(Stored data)
━━━━━━━━━━━━━━━━━━━━
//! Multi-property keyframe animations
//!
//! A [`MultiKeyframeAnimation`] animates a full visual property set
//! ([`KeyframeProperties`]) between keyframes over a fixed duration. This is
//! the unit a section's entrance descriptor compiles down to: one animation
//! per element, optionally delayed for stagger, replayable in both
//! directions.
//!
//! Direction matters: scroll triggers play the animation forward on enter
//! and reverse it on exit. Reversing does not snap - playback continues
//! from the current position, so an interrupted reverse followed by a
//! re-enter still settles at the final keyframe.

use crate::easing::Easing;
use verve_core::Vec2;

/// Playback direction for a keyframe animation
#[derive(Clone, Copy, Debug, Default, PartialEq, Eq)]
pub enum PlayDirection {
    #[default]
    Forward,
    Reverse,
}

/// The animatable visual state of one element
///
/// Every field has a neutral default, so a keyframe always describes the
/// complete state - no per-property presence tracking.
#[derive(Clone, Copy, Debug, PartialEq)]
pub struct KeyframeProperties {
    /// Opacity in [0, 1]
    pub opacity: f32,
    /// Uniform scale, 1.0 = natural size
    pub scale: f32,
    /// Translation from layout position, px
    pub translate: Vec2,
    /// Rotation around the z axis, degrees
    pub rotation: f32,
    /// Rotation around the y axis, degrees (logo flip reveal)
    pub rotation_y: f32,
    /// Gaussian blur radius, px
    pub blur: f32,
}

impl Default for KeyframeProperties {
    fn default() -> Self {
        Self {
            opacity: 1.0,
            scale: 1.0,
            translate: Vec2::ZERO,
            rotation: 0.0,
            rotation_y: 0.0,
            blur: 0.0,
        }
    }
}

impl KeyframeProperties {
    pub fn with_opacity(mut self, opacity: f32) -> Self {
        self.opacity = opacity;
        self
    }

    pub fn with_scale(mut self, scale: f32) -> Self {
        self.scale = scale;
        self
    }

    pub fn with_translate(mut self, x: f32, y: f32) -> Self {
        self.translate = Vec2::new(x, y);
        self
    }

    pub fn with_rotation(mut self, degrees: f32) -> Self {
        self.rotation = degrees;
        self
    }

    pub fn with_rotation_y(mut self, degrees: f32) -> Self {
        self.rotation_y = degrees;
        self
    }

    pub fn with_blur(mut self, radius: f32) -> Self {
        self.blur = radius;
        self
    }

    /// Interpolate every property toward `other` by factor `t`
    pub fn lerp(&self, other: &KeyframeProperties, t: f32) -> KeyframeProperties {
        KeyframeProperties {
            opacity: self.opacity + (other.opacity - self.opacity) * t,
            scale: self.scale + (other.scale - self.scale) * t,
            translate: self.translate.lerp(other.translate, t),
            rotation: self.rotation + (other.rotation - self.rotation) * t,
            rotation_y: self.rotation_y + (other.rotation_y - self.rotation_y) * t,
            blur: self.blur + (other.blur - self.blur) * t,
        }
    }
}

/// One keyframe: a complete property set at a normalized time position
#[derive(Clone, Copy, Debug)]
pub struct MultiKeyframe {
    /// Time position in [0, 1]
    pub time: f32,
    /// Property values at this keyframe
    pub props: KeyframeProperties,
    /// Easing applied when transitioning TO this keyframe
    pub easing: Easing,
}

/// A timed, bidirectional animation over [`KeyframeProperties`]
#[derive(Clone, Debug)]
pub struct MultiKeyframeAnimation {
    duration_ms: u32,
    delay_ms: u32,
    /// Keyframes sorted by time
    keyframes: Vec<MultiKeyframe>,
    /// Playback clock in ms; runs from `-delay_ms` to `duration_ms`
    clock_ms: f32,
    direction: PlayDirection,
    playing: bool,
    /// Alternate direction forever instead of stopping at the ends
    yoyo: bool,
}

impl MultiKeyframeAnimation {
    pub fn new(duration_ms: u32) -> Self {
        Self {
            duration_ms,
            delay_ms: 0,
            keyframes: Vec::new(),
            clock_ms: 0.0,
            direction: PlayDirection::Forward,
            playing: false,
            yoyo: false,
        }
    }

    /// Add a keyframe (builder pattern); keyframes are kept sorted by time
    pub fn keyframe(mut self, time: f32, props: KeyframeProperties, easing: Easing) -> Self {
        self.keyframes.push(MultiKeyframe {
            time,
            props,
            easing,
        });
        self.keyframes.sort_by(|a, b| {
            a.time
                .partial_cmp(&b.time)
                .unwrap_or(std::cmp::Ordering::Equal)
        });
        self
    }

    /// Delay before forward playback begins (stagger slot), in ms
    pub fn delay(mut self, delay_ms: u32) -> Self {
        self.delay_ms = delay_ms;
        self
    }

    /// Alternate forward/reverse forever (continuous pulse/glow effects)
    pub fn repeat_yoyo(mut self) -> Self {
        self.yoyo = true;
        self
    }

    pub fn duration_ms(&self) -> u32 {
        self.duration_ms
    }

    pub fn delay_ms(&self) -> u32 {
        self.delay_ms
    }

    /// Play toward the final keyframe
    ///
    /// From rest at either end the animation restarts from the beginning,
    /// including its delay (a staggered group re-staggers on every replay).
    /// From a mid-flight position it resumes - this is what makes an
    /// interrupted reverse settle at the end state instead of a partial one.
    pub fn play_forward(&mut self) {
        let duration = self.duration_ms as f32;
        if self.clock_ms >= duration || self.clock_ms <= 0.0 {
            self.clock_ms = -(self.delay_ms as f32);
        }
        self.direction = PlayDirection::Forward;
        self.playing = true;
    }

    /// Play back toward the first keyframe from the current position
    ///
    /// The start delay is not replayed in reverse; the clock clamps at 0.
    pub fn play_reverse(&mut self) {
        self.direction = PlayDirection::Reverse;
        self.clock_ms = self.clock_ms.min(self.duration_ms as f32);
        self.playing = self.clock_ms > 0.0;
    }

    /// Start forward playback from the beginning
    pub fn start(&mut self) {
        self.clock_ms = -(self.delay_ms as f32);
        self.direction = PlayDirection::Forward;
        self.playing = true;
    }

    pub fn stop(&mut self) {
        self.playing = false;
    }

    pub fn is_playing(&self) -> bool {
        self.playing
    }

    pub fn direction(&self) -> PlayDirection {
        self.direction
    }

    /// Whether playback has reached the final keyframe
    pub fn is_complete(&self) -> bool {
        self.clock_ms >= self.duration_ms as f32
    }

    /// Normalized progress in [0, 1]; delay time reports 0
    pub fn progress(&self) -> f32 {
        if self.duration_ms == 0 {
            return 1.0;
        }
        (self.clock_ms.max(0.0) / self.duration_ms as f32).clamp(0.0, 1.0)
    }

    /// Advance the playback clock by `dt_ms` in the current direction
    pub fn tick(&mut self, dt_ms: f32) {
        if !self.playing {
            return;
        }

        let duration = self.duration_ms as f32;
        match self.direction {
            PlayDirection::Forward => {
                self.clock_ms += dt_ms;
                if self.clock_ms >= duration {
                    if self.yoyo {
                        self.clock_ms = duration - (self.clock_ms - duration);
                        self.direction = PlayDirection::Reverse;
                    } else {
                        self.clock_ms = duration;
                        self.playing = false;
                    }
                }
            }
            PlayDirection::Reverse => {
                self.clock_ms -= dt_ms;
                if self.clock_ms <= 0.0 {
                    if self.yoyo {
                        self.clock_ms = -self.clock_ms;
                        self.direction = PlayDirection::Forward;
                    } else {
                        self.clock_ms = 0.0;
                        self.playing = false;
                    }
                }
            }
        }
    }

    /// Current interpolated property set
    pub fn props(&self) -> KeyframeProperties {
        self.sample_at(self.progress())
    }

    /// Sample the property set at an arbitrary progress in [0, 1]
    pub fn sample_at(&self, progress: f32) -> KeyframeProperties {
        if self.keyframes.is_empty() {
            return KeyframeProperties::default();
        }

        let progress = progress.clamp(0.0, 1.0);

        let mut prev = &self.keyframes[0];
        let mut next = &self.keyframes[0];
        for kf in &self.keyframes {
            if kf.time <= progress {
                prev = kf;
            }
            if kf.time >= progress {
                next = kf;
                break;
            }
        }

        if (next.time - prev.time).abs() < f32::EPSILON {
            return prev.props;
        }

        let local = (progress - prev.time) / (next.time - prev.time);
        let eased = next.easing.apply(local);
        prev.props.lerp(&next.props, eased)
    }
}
━━━━━━━━━━━━━━━━━━━━
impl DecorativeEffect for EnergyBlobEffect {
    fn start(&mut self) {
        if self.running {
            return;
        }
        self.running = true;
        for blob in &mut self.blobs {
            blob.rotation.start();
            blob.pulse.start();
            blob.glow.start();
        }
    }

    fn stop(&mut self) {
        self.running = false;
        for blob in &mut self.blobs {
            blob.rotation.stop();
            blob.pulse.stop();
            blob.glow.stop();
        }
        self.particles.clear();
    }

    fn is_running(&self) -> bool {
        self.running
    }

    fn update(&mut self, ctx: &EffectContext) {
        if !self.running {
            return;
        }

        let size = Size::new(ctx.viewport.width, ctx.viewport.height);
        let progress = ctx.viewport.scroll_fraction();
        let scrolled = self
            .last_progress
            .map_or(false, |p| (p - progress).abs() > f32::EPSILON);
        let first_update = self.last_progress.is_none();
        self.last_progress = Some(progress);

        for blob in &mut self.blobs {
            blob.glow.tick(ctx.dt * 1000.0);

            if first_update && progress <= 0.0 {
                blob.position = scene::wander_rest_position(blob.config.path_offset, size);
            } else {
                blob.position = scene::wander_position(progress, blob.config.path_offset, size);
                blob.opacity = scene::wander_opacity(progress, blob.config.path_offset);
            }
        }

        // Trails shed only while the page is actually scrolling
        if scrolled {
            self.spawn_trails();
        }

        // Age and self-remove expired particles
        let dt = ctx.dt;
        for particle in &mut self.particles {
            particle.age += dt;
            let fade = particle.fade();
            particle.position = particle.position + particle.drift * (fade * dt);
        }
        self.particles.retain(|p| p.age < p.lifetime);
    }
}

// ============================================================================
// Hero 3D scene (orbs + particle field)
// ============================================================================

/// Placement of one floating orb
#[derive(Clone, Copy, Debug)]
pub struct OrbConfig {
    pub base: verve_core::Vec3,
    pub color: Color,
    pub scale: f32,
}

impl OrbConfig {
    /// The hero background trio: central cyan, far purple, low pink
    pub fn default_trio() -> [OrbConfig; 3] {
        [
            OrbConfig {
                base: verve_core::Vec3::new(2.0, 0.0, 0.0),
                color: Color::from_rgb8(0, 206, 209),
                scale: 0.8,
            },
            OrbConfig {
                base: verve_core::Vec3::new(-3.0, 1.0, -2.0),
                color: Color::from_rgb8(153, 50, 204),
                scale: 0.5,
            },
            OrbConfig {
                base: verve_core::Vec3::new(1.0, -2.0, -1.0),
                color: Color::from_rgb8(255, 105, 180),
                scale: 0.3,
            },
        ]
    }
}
━━━━━━━━━━━━━━━━━━━━
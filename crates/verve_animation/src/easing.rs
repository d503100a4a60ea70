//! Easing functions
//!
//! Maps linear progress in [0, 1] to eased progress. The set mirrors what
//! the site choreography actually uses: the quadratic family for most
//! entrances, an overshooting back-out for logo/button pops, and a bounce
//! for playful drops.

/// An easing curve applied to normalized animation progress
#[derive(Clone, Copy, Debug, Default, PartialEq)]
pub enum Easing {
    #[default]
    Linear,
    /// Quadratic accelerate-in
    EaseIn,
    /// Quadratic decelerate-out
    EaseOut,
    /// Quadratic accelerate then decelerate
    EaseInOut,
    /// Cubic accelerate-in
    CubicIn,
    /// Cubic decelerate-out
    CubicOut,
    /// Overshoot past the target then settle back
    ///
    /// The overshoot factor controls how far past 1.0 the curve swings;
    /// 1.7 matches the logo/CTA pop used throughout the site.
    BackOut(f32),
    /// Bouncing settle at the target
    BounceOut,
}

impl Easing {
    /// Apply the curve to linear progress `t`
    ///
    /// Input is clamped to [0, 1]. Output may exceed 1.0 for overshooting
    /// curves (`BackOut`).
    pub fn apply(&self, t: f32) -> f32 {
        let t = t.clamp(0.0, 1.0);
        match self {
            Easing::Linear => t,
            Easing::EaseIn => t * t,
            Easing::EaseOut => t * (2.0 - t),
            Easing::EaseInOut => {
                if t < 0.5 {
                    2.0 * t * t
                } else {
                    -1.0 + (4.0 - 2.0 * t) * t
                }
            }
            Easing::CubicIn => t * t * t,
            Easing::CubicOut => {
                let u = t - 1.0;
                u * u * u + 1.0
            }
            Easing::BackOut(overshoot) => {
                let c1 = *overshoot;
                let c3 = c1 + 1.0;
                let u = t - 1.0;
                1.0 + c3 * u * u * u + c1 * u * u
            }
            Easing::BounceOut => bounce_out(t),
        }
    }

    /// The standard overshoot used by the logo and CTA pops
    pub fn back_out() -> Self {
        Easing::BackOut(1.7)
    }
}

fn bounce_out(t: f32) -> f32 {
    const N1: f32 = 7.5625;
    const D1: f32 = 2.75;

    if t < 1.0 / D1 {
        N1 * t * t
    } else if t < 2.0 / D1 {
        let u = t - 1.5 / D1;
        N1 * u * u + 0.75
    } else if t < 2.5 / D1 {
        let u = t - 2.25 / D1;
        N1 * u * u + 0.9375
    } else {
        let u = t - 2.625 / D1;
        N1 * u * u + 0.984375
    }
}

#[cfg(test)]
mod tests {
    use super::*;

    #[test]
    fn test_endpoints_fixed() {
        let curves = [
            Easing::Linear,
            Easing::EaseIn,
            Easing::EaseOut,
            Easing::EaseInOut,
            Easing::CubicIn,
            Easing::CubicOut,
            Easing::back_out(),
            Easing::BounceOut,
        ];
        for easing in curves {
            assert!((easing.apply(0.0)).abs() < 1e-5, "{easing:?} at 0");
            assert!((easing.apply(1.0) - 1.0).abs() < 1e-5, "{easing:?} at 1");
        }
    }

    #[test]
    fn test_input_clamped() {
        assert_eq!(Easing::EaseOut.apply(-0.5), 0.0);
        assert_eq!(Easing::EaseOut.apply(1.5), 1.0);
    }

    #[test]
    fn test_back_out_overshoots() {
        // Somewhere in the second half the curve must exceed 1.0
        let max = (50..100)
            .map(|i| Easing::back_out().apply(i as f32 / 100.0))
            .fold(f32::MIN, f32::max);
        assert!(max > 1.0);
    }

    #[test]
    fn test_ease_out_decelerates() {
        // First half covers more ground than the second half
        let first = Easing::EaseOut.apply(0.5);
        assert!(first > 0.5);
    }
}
━━━━━━━━━━━━━━━━━━━━
REQUIRED ACTION: The lines that mention the word "particles" should be pulled from the records above.

TASK RESULT:
        self.particles.clear();
        // Age and self-remove expired particles
        for particle in &mut self.particles {
        self.particles.retain(|p| p.age < p.lifetime);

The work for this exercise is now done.